The SAMHSA refugee mental health resource guide outlines screening considerations.
What good care includes
Culturally and linguistically appropriate assessment
This means a trained medical interpreter (not a family member, who is asked to translate distressing content), and ideally a clinician familiar with the patient's region of origin. Cultural formulation interviews, embedded in the DSM-5 as a structured tool, help clinicians distinguish symptoms from culturally shaped beliefs.
Trauma-informed psychosis care
Treatment teams that screen for PTSD alongside psychosis and that integrate trauma-focused therapy with antipsychotic management report better engagement.
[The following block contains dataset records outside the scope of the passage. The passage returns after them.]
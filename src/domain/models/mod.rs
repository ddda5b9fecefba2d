//! Domain models for the type convergence engine.

pub mod assessment;
pub mod candidate;
pub mod category;
pub mod config;
pub mod pattern;
pub mod question;
pub mod result;
pub mod score;

pub use assessment::AssessmentRecord;
pub use candidate::{CandidateSet, ScenarioPick, CANDIDATE_COUNT};
pub use category::{Category, CATEGORY_COUNT};
pub use config::{Config, EliminationConfig, LoggingConfig, SimulationConfig, StorageConfig};
pub use pattern::PreferencePattern;
pub use question::{AnswerEvent, Choice, Question, QuestionCatalog};
pub use result::{
    CandidateTally, ConvergenceOutcome, ConvergenceResult, RoundRecord, Standings, StopReason,
};
pub use score::CategoryScore;
//! Assessment storage adapters
//!
//! - In-memory repository for tests and single-process use
//! - JSON-file repository, one file per assessment

/// Process-local repository
pub mod in_memory;
/// One JSON file per assessment
pub mod json_file;

pub use in_memory::InMemoryAssessmentRepository;
pub use json_file::JsonFileAssessmentRepository;
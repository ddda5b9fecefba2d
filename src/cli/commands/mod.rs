//! CLI command implementations.

pub mod assess;
pub mod catalog;
pub mod results;
pub mod simulate;
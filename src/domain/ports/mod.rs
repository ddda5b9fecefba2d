//! Port trait definitions (Hexagonal Architecture)
//!
//! This module defines async trait interfaces that adapters must implement:
//! - AnswerSupplier: stage-1 forced-choice answers
//! - PickSupplier: stage-2 scenario picks
//! - AssessmentRepository: storage of completed assessments
//!
//! These traits keep the engine independent of where answers come from and
//! where results go.

pub mod assessment_repository;
pub mod supplier;

pub use assessment_repository::AssessmentRepository;
pub use supplier::{AnswerSupplier, PickSupplier};
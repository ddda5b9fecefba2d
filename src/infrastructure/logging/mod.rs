//! Logging infrastructure
//!
//! Structured logging using tracing and tracing-subscriber:
//! - JSON or pretty console output on stderr
//! - Optional rolling JSON log files

/// Log settings parsed from configuration
pub mod config;
/// Subscriber setup
pub mod logger;

pub use config::{LogConfig, LogFormat, RotationPolicy};
pub use logger::LoggerImpl;
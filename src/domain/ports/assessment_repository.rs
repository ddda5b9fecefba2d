//! Assessment repository port for result persistence.

use async_trait::async_trait;
use uuid::Uuid;

use crate::domain::errors::AssessmentResult;
use crate::domain::models::AssessmentRecord;

/// Repository interface for completed assessments.
///
/// Handles are passed explicitly to whoever needs them; there is no
/// process-wide instance.
#[async_trait]
pub trait AssessmentRepository: Send + Sync {
    /// Persist a record. A record with the same ID is replaced.
    async fn save(&self, record: &AssessmentRecord) -> AssessmentResult<()>;

    /// Load a record by ID.
    async fn get(&self, id: Uuid) -> AssessmentResult<Option<AssessmentRecord>>;

    /// All records, most recent first.
    async fn list(&self) -> AssessmentResult<Vec<AssessmentRecord>>;

    /// Records for one subject, most recent first.
    async fn list_by_subject(&self, subject: &str) -> AssessmentResult<Vec<AssessmentRecord>> {
        Ok(self
            .list()
            .await?
            .into_iter()
            .filter(|r| r.subject == subject)
            .collect())
    }
}
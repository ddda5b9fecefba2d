//! Monte Carlo validation of the convergence engine.
//!
//! Each simulated run is an independent assessment driven by weighted random
//! suppliers seeded with `seed + run_index`. Runs execute concurrently but
//! results are aggregated in run order, so a given seed always yields the
//! same report.

use std::collections::BTreeMap;
use std::sync::Arc;

use futures::stream::{self, StreamExt};
use rand::rngs::SmallRng;
use rand::SeedableRng;
use serde::{Deserialize, Serialize};
use tracing::{info, instrument};

use crate::domain::errors::{AssessmentError, AssessmentResult};
use crate::domain::models::{Category, ConvergenceResult, PreferencePattern, SimulationConfig};
use crate::services::convergence_orchestrator::ConvergenceOrchestrator;
use crate::services::suppliers::{WeightedAnswerSupplier, WeightedPickSupplier};

/// Aggregate statistics over a batch of simulated assessments.
#[derive(Debug, Clone, PartialEq, Serialize, Deserialize)]
pub struct SimulationReport {
    /// Runs simulated.
    pub runs: u32,
    /// Base seed; run `i` used `seed + i`.
    pub seed: u64,
    /// Category the pattern was built around, if any.
    pub dominant: Option<Category>,
    /// Share of runs whose winner is the dominant category.
    pub accuracy: Option<f64>,
    /// Share of runs whose candidate set contains the dominant category.
    pub candidate_hit_rate: Option<f64>,
    /// Share of runs stopped before the round cap.
    pub early_stop_rate: f64,
    /// Runs that hit the round cap.
    pub capped_runs: u32,
    /// Mean rounds used.
    pub mean_rounds: f64,
    /// Mean winner confidence.
    pub mean_confidence: f64,
    /// Lowest winner confidence.
    pub min_confidence: f64,
    /// Rounds used -> number of runs.
    pub rounds_histogram: BTreeMap<u32, u32>,
    /// Winner -> number of runs.
    pub winner_counts: BTreeMap<Category, u32>,
}

impl SimulationReport {
    fn from_results(
        seed: u64,
        dominant: Option<Category>,
        results: &[ConvergenceResult],
    ) -> Self {
        let runs = results.len() as u32;
        let n = f64::from(runs);

        let mut rounds_histogram = BTreeMap::new();
        let mut winner_counts = BTreeMap::new();
        let mut early_stops = 0u32;
        let mut total_rounds = 0u64;
        let mut confidence_sum = 0.0;
        let mut min_confidence = f64::MAX;
        let mut correct = 0u32;
        let mut hits = 0u32;

        for result in results {
            *rounds_histogram.entry(result.rounds_used()).or_insert(0) += 1;
            *winner_counts.entry(result.winner()).or_insert(0) += 1;
            if result.is_early_stop() {
                early_stops += 1;
            }
            total_rounds += u64::from(result.rounds_used());
            confidence_sum += result.confidence();
            min_confidence = min_confidence.min(result.confidence());

            if let Some(target) = dominant {
                if result.winner() == target {
                    correct += 1;
                }
                if result.candidates().contains(target) {
                    hits += 1;
                }
            }
        }

        Self {
            runs,
            seed,
            dominant,
            accuracy: dominant.map(|_| f64::from(correct) / n),
            candidate_hit_rate: dominant.map(|_| f64::from(hits) / n),
            early_stop_rate: f64::from(early_stops) / n,
            capped_runs: runs - early_stops,
            mean_rounds: total_rounds as f64 / n,
            mean_confidence: confidence_sum / n,
            min_confidence,
            rounds_histogram,
            winner_counts,
        }
    }
}

/// Drives batches of simulated assessments through an orchestrator.
#[derive(Debug, Clone)]
pub struct Simulator {
    orchestrator: Arc<ConvergenceOrchestrator>,
    config: SimulationConfig,
}

impl Simulator {
    /// Simulator driving `orchestrator` with batch defaults from `config`.
    pub const fn new(orchestrator: Arc<ConvergenceOrchestrator>, config: SimulationConfig) -> Self {
        Self {
            orchestrator,
            config,
        }
    }

    /// Batch defaults.
    pub const fn config(&self) -> &SimulationConfig {
        &self.config
    }

    /// One simulated assessment with its own seeded RNG streams.
    pub async fn simulate_once(
        &self,
        pattern: &PreferencePattern,
        seed: u64,
    ) -> AssessmentResult<ConvergenceResult> {
        let mut rng = SmallRng::seed_from_u64(seed);
        let mut answers = WeightedAnswerSupplier::new(*pattern, SmallRng::from_rng(&mut rng));
        let mut picks = WeightedPickSupplier::new(*pattern, rng);
        self.orchestrator.run(&mut answers, &mut picks).await
    }

    /// Run `config.runs` simulations of `pattern`.
    pub async fn run(&self, pattern: &PreferencePattern) -> AssessmentResult<SimulationReport> {
        self.run_with_progress(pattern, || {}).await
    }

    /// Like [`run`](Self::run), calling `on_complete` as each run finishes.
    #[instrument(skip(self, pattern, on_complete), fields(runs = self.config.runs, seed = self.config.seed))]
    pub async fn run_with_progress<F>(
        &self,
        pattern: &PreferencePattern,
        on_complete: F,
    ) -> AssessmentResult<SimulationReport>
    where
        F: Fn() + Sync,
    {
        let runs = self.config.runs;
        if runs == 0 {
            return Err(AssessmentError::InvalidInput(
                "Simulation needs at least one run".to_string(),
            ));
        }

        let seed = self.config.seed;
        let on_complete = &on_complete;
        let mut indexed: Vec<(u32, AssessmentResult<ConvergenceResult>)> = stream::iter(0..runs)
            .map(|i| async move {
                let result = self
                    .simulate_once(pattern, seed.wrapping_add(u64::from(i)))
                    .await;
                on_complete();
                (i, result)
            })
            .buffer_unordered(self.config.concurrency.max(1))
            .collect()
            .await;
        indexed.sort_by_key(|(i, _)| *i);

        let results = indexed
            .into_iter()
            .map(|(_, r)| r)
            .collect::<AssessmentResult<Vec<_>>>()?;

        let report = SimulationReport::from_results(seed, pattern.dominant_category(), &results);
        info!(
            accuracy = ?report.accuracy,
            early_stop_rate = report.early_stop_rate,
            mean_rounds = report.mean_rounds,
            mean_confidence = report.mean_confidence,
            "simulation complete"
        );
        Ok(report)
    }
}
See our overview of trauma-informed care for psychosis and trauma-focused CBT for psychosis.
Continuity through legal limbo
Asylum-seekers may move between detention, congregate housing, and community settings while their claims are processed. A care plan that survives those moves — portable medication records, a clinician willing to coordinate with subsequent providers, and a written summary the patient can carry — reduces relapse.
Practical support
Stable housing, work permission, language classes, and reunification with family members are not extras. They are part of the treatment. Studies of refugee mental health repeatedly show that resolving uncertainty about legal status improves psychiatric outcomes more than almost any single clinical intervention.
What clinicians and helpers can do
- Ask about the migration journey — what happened, who was lost, what conditions in the new country are like
- Use professional interpreters; avoid family interpreters for clinical interviews
- Screen for PTSD, depression, and substance use alongside psychosis
- Coordinate with immigration attorneys when symptoms are relevant to the asylum claim
- Connect the family to community-based refugee services, not only medical clinics
- Consider long-acting injectable antipsychotics when continuity of pill-taking is uncertain (see our LAI overview)
A refugee or asylum-seeking family member is showing signs of suicidal thinking, severe withdrawal, paranoia that is making them unsafe, or stopping food and fluids. In the US, call or text 988. In the UK, call NHS 111. The UNHCR mental health and psychosocial support page lists international resources.
What the broader research says
The most consistent epidemiological finding is that the risk of psychosis is elevated in the first generation of refugees and remains modestly elevated in their children. Targeted early intervention services for first-episode psychosis in refugee populations are still rare. Several European countries — notably Sweden, the Netherlands, and Denmark — have built specialist transcultural psychiatry services that combine early intervention models with cultural competence training. Outcomes data are encouraging but limited.
Resources
- Refugee Health Technical Assistance Center
- Center for Victims of Torture
- UNHCR mental health resources
- WHO refugee and migrant health
See also our articles on immigrant mental health and immigration and schizophrenia.
The bottom line
Refugees and asylum-seekers with schizophrenia are not a small or rare population — they are a growing one whose care requires more than a translator and a prescription pad. Trauma-informed assessment, continuity through legal limbo, and the basic conditions of safety and stability do as much for psychiatric stability as the medication itself.
This article is for educational purposes only and is not medical advice, diagnosis, or treatment. Always consult a qualified mental health professional. If you or someone you know is in crisis, call or text 988 in the US, or your local emergency number.